» **PROBLEM DETAILS**: Give back only the lines in the records below from the one with "filename tests/common/mod.rs" to the one with "self.delay_ms = delay_ms;", both inclusive, word for word.

>>>

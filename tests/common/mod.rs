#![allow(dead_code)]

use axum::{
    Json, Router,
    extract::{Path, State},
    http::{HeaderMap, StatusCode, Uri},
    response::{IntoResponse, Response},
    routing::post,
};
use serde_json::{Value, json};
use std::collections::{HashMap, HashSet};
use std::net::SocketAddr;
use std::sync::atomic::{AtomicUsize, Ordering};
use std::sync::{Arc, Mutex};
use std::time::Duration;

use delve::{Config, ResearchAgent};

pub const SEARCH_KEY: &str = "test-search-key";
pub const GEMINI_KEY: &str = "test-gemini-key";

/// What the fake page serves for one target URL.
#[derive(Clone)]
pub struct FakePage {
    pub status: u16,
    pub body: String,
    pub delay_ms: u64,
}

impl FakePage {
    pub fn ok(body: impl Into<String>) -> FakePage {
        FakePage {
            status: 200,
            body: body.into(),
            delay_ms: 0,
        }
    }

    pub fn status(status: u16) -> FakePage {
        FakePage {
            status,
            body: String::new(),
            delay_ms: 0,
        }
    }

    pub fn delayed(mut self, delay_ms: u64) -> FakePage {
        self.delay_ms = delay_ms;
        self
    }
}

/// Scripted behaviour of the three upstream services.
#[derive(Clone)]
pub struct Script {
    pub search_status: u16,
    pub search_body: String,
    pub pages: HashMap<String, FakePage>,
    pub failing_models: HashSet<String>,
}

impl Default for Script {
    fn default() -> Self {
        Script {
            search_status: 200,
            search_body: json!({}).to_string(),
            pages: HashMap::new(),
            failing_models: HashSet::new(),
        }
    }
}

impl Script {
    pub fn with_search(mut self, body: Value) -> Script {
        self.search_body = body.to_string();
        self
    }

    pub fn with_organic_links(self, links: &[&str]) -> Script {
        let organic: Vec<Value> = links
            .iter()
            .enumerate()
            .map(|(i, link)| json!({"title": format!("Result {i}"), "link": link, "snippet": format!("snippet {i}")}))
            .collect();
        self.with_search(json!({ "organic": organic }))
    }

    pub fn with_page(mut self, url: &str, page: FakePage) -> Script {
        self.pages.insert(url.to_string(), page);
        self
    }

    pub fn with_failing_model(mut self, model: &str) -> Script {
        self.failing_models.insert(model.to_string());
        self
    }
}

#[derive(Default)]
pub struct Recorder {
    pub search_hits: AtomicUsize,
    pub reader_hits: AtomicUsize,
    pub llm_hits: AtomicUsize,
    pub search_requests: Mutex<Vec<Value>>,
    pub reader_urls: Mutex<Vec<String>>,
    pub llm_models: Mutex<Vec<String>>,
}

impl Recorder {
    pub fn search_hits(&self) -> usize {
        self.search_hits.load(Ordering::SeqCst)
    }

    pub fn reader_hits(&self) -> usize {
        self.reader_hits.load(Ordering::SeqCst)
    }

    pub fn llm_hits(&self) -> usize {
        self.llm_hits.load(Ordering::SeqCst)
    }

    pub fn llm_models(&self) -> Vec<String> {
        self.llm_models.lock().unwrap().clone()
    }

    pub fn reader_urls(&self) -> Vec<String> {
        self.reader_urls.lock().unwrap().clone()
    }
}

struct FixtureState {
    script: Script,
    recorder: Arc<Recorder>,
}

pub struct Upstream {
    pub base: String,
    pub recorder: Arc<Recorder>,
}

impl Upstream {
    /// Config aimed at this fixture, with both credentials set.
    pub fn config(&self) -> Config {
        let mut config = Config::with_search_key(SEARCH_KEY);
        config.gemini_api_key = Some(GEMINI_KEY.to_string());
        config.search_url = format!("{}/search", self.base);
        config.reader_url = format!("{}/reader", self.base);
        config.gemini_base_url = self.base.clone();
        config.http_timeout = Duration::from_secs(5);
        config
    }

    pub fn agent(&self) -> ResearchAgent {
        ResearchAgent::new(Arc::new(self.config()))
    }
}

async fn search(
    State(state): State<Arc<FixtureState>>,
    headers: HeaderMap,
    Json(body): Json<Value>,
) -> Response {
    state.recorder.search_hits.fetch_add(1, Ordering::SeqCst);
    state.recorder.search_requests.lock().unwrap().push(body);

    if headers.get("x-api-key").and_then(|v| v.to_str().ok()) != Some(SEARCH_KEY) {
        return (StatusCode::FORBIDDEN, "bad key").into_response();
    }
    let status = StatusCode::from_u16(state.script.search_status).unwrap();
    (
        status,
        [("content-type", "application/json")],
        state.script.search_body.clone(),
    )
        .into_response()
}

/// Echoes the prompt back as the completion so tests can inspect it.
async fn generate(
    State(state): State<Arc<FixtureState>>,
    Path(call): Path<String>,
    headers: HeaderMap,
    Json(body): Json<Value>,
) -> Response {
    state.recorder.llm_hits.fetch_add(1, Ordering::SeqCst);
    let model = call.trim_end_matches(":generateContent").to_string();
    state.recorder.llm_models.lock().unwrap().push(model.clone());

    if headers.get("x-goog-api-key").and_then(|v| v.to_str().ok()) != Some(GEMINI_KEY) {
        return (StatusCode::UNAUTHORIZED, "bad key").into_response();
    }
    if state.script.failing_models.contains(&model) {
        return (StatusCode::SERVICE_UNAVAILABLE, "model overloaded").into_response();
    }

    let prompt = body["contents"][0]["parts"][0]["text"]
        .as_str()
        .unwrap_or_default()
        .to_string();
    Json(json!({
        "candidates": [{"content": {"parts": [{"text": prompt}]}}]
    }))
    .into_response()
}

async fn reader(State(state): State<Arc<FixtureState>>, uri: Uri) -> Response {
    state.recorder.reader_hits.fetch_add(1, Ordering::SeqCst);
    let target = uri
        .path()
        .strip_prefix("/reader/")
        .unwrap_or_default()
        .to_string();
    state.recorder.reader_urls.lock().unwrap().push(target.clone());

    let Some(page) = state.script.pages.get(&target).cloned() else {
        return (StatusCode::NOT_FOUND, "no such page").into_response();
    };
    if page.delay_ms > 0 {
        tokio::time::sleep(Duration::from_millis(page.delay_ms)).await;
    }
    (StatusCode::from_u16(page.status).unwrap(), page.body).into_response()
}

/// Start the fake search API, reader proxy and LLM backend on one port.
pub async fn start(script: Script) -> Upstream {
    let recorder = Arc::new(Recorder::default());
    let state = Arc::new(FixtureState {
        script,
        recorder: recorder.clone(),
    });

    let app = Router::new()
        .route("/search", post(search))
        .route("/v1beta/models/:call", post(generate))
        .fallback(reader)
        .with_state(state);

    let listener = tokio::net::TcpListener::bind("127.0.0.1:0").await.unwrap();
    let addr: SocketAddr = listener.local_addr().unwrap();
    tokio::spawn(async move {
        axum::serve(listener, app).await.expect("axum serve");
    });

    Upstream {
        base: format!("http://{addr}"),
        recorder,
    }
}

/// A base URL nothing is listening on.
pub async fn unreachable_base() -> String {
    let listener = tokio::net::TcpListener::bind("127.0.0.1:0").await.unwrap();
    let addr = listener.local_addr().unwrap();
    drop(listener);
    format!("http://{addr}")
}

<<<
>>>

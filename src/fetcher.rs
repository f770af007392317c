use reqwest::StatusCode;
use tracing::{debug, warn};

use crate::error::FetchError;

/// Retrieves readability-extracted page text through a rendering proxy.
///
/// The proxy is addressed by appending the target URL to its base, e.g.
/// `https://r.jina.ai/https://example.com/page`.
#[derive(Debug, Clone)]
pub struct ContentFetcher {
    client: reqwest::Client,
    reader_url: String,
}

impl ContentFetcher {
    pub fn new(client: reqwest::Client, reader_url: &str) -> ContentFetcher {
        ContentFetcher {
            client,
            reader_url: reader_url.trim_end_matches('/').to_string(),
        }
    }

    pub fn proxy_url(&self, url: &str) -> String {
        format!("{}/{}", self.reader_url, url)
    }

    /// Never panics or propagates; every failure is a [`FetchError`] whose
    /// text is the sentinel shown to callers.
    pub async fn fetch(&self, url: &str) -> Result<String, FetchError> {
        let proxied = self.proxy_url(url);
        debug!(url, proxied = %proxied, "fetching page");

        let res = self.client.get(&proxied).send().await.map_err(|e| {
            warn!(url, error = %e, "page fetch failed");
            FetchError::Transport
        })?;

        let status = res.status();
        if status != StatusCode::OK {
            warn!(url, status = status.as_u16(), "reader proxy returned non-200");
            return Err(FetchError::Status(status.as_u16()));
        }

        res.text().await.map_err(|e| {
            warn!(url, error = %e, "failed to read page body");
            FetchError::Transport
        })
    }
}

<<<

» **SOLUTION FOR THIS TASK**:
filename tests/common/mod.rs
#![allow(dead_code)]

use axum::{
    Json, Router,
    extract::{Path, State},
    http::{HeaderMap, StatusCode, Uri},
    response::{IntoResponse, Response},
    routing::post,
};
use serde_json::{Value, json};
use std::collections::{HashMap, HashSet};
use std::net::SocketAddr;
use std::sync::atomic::{AtomicUsize, Ordering};
use std::sync::{Arc, Mutex};
use std::time::Duration;

use delve::{Config, ResearchAgent};

pub const SEARCH_KEY: &str = "test-search-key";
pub const GEMINI_KEY: &str = "test-gemini-key";

/// What the fake page serves for one target URL.
#[derive(Clone)]
pub struct FakePage {
    pub status: u16,
    pub body: String,
    pub delay_ms: u64,
}

impl FakePage {
    pub fn ok(body: impl Into<String>) -> FakePage {
        FakePage {
            status: 200,
            body: body.into(),
            delay_ms: 0,
        }
    }

    pub fn status(status: u16) -> FakePage {
        FakePage {
            status,
            body: String::new(),
            delay_ms: 0,
        }
    }

    pub fn delayed(mut self, delay_ms: u64) -> FakePage {
        self.delay_ms = delay_ms;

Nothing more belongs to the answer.